╔══

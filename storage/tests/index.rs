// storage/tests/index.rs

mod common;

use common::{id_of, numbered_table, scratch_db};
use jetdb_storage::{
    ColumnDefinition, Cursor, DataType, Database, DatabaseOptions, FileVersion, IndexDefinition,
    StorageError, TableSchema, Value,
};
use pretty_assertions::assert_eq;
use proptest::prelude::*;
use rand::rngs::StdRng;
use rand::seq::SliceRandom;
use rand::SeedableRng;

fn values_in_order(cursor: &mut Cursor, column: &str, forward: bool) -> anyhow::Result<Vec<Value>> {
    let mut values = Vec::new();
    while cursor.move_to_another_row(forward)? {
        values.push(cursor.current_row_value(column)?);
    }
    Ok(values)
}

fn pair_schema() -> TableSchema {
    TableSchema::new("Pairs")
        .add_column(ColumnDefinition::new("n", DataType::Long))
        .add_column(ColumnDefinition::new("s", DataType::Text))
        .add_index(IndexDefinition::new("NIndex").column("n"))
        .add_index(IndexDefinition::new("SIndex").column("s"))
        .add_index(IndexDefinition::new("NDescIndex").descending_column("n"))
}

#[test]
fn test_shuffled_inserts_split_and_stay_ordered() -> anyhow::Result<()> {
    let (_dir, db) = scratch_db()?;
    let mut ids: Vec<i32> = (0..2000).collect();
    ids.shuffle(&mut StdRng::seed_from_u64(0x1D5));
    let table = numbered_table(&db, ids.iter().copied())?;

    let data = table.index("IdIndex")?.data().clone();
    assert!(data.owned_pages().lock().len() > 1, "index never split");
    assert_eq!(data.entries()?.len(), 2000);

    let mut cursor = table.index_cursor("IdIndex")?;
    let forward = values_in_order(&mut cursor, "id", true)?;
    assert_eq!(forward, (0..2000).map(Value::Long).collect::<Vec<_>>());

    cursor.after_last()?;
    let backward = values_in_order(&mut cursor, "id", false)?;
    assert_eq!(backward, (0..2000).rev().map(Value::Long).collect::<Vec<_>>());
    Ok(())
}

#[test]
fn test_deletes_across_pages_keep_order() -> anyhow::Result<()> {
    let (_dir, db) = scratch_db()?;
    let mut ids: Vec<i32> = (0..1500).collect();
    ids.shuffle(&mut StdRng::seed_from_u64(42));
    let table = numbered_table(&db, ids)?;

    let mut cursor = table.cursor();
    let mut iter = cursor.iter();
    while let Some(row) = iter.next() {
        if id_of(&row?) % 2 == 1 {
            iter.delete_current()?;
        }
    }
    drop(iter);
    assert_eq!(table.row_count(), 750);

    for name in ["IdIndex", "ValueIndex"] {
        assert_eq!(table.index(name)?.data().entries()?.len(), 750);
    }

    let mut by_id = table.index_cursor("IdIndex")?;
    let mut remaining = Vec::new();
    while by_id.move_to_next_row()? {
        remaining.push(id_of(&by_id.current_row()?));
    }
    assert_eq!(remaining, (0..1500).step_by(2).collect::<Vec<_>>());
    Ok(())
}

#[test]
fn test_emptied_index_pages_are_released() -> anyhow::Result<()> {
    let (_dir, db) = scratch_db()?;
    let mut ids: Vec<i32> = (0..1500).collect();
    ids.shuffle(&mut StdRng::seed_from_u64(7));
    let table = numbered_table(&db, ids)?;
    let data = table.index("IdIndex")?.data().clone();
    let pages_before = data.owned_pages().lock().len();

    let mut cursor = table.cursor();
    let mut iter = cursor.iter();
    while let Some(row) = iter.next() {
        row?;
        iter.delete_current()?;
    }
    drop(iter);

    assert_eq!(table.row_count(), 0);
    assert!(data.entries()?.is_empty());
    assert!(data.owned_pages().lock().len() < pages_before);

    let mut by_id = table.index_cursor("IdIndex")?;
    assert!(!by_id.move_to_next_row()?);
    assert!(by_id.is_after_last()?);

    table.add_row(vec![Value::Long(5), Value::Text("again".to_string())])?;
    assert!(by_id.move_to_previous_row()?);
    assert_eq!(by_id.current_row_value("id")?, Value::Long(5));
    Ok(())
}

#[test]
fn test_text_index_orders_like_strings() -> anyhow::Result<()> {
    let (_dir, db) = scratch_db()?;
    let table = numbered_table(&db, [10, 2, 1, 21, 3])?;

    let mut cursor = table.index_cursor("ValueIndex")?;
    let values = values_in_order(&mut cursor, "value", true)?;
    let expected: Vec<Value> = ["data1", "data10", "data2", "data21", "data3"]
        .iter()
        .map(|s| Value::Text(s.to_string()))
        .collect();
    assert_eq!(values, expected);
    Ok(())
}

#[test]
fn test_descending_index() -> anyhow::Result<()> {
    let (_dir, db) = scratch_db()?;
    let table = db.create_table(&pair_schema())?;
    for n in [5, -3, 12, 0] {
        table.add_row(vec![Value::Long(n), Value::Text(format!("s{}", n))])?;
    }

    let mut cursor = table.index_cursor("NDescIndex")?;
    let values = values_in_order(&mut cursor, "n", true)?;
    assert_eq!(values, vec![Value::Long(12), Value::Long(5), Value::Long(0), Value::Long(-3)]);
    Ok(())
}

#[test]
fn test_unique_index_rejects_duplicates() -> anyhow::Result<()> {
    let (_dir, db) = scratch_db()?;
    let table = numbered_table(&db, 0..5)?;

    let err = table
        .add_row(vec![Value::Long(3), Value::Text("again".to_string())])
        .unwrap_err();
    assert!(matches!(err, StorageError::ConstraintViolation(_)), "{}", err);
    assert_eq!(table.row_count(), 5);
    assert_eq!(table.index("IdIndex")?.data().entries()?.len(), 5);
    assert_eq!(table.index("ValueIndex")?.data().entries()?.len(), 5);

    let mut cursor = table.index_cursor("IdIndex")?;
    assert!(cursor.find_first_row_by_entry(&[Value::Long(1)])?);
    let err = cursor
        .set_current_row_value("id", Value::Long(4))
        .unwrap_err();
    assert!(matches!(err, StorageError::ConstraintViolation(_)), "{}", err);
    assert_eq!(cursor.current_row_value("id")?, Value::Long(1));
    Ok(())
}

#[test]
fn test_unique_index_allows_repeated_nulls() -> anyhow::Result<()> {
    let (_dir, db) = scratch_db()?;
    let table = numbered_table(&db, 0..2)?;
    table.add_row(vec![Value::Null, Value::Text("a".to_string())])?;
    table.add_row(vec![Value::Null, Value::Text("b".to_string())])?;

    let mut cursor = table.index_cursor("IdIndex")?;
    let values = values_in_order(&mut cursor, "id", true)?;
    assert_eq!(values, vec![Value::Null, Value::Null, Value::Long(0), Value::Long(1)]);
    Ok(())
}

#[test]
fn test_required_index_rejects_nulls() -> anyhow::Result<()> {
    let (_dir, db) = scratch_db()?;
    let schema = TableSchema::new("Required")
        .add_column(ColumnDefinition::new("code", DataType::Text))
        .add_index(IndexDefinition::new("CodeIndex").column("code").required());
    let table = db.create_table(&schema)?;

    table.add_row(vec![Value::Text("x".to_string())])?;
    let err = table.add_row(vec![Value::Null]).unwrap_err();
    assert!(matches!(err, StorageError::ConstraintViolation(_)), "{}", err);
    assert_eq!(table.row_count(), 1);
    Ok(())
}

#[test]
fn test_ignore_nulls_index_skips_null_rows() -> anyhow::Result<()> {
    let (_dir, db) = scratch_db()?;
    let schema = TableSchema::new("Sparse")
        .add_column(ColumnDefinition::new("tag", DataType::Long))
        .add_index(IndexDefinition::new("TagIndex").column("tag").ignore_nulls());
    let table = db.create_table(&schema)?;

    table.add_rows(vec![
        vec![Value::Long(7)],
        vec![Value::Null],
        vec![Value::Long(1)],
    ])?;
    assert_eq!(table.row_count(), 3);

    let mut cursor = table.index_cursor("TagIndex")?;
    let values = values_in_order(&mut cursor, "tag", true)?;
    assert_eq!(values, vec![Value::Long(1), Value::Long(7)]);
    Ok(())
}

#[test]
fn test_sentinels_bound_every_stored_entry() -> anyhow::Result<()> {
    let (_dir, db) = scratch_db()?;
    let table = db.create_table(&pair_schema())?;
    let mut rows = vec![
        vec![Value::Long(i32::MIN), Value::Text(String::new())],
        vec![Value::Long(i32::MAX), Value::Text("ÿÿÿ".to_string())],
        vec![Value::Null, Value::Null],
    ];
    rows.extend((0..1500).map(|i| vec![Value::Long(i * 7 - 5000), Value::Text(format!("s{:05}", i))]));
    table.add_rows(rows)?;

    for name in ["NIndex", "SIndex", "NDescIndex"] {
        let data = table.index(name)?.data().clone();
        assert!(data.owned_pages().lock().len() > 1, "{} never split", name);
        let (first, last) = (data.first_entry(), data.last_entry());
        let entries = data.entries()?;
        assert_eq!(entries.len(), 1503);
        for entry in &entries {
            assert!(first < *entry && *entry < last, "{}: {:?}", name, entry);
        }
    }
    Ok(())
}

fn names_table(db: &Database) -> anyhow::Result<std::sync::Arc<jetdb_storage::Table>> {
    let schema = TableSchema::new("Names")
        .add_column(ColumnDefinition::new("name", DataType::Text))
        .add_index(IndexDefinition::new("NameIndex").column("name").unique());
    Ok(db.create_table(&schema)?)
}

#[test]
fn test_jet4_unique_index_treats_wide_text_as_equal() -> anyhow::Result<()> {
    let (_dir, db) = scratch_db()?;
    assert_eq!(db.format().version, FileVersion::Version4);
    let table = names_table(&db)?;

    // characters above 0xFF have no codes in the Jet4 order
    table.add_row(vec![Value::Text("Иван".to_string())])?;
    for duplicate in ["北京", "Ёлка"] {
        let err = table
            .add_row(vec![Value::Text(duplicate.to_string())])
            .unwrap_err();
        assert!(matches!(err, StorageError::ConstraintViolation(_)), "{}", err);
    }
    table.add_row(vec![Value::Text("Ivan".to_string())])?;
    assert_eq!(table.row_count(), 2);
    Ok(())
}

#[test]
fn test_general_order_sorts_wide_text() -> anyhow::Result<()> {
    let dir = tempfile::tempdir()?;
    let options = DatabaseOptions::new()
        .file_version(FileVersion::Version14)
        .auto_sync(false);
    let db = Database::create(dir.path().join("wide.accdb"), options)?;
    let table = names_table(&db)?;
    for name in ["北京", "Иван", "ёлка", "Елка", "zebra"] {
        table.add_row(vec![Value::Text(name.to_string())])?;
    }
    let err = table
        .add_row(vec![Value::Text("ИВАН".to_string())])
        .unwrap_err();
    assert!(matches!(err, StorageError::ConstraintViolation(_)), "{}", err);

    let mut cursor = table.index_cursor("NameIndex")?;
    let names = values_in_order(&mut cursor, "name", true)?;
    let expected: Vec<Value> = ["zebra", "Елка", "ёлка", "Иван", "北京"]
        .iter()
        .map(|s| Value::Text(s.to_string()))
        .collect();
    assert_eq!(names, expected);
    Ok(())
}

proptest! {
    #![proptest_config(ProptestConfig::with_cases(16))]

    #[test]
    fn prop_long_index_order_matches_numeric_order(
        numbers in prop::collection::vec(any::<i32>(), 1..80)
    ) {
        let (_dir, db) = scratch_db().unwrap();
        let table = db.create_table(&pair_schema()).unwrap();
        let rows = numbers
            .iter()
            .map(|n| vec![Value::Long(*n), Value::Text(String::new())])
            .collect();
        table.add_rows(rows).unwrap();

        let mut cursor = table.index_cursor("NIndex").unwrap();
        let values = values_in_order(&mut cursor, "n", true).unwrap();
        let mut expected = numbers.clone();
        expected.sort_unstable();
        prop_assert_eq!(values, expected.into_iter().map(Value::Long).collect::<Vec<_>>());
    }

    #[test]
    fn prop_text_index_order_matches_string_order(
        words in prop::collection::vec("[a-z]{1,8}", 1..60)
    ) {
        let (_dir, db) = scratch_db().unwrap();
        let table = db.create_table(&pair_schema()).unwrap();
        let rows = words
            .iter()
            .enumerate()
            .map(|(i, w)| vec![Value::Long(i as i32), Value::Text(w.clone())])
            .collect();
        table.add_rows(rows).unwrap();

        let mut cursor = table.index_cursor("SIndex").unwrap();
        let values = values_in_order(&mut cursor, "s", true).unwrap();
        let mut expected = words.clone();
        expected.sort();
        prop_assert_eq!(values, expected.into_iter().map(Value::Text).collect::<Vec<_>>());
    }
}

╚══

## WORK ORDER
If a line above holds the string "ColumnDefinition", copy it out.

## OUTPUT OF THE EXERCISE
    ColumnDefinition, Cursor, DataType, Database, DatabaseOptions, FileVersion, IndexDefinition,
        .add_column(ColumnDefinition::new("n", DataType::Long))
        .add_column(ColumnDefinition::new("s", DataType::Text))
        .add_column(ColumnDefinition::new("code", DataType::Text))
        .add_column(ColumnDefinition::new("tag", DataType::Long))
        .add_column(ColumnDefinition::new("name", DataType::Text))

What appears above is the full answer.